- [THE DATA]:
- - - -
//! Configuration loading and parsing.

use std::path::{Path, PathBuf};
use std::time::Duration;

use anyhow::{Context, Result, bail};
use serde::Deserialize;

use crate::cli::Args;
use crate::connection::ConnectionOptions;
use crate::mux::MuxOptions;
use crate::sinks::PlayerCommand;

pub const DEFAULT_HOST: &str = "localhost";
pub const DEFAULT_PORT: u16 = 34567;
pub const DEFAULT_LIBRARY_DIR: &str = "saved";
pub const DEFAULT_PLAYER: &str = "ffplay -nodisp -autoexit -loglevel quiet -";
pub const DEFAULT_PLAYER_BOOT_DELAY_MS: u64 = 1000;
pub const DEFAULT_POLL_TIMEOUT_MS: u64 = 500;
pub const DEFAULT_READ_CHUNK_SIZE: usize = 64 * 1024;
pub const DEFAULT_LIST_IDLE_TIMEOUT_MS: u64 = 2000;
pub const DEFAULT_RESPONSE_TIMEOUT_MS: u64 = 5000;

/// Client configuration loaded from TOML.
#[derive(Debug, Default, Deserialize)]
#[serde(deny_unknown_fields)]
pub struct ClientConfig {
    pub host: Option<String>,
    pub port: Option<u16>,
    /// Save directory for `get` and `stream+`.
    pub library_dir: Option<String>,
    /// Player executable.
    pub player: Option<String>,
    /// Arguments for `player`; only used together with it.
    pub player_args: Option<Vec<String>>,
    pub player_boot_delay_ms: Option<u64>,
    pub poll_timeout_ms: Option<u64>,
    pub read_chunk_size: Option<usize>,
    /// Pause socket reads while this many bytes wait for a slow sink.
    pub max_buffered_bytes: Option<usize>,
    pub list_idle_timeout_ms: Option<u64>,
    /// Wait for the size header of a stream response before giving up on the connection.
    pub response_timeout_ms: Option<u64>,
}

#[derive(Debug, Clone)]
pub struct ResolvedClientConfig {
    pub host: String,
    pub port: u16,
    pub connection: ConnectionOptions,
}

impl ClientConfig {
    /// Load configuration from disk.
    pub fn load(path: &Path) -> Result<Self> {
        let raw =
            std::fs::read_to_string(path).with_context(|| format!("read config {:?}", path))?;
        let cfg = toml::from_str::<ClientConfig>(&raw)
            .with_context(|| format!("parse config {:?}", path))?;
        Ok(cfg)
    }
}

fn player_from(args: &Args, cfg: &ClientConfig, boot_delay: Duration) -> Result<PlayerCommand> {
    if let Some(line) = args.player.as_deref() {
        return PlayerCommand::from_command_line(line, boot_delay);
    }
    match cfg.player.as_deref() {
        Some(program) if cfg.player_args.is_some() => Ok(PlayerCommand {
            program: program.to_string(),
            args: cfg.player_args.clone().unwrap_or_default(),
            boot_delay,
        }),
        Some(line) => PlayerCommand::from_command_line(line, boot_delay),
        None => PlayerCommand::from_command_line(DEFAULT_PLAYER, boot_delay),
    }
}

/// Merge CLI flags over the file config over defaults.
pub fn resolve(args: &Args, cfg: &ClientConfig) -> Result<ResolvedClientConfig> {
    let host = args
        .host
        .clone()
        .or_else(|| cfg.host.clone())
        .unwrap_or_else(|| DEFAULT_HOST.to_string());
    let port = args.port.or(cfg.port).unwrap_or(DEFAULT_PORT);
    let library_dir = args
        .library
        .clone()
        .or_else(|| cfg.library_dir.as_deref().map(PathBuf::from))
        .unwrap_or_else(|| PathBuf::from(DEFAULT_LIBRARY_DIR));

    let boot_delay = Duration::from_millis(
        cfg.player_boot_delay_ms
            .unwrap_or(DEFAULT_PLAYER_BOOT_DELAY_MS),
    );
    let player = player_from(args, cfg, boot_delay)?;

    let poll_ms = cfg.poll_timeout_ms.unwrap_or(DEFAULT_POLL_TIMEOUT_MS);
    let read_chunk = cfg.read_chunk_size.unwrap_or(DEFAULT_READ_CHUNK_SIZE);
    let idle_ms = cfg
        .list_idle_timeout_ms
        .unwrap_or(DEFAULT_LIST_IDLE_TIMEOUT_MS);
    let response_ms = cfg
        .response_timeout_ms
        .unwrap_or(DEFAULT_RESPONSE_TIMEOUT_MS);
    if poll_ms == 0 || read_chunk == 0 || idle_ms == 0 || response_ms == 0 {
        bail!("timeouts and read_chunk_size must be greater than zero");
    }
    if cfg.max_buffered_bytes == Some(0) {
        bail!("max_buffered_bytes must be greater than zero when set");
    }

    Ok(ResolvedClientConfig {
        host,
        port,
        connection: ConnectionOptions {
            list_idle_timeout: Duration::from_millis(idle_ms),
            response_timeout: Duration::from_millis(response_ms),
            library_dir,
            player,
            mux: MuxOptions {
                poll_timeout: Duration::from_millis(poll_ms),
                read_chunk,
                max_buffered: cfg.max_buffered_bytes,
            },
        },
    })
}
- - - -
Show every line of the listing containing the string "format" by copying it.

            std::fs::read_to_string(path).with_context(|| format!("read config {:?}", path))?;
            .with_context(|| format!("parse config {:?}", path))?;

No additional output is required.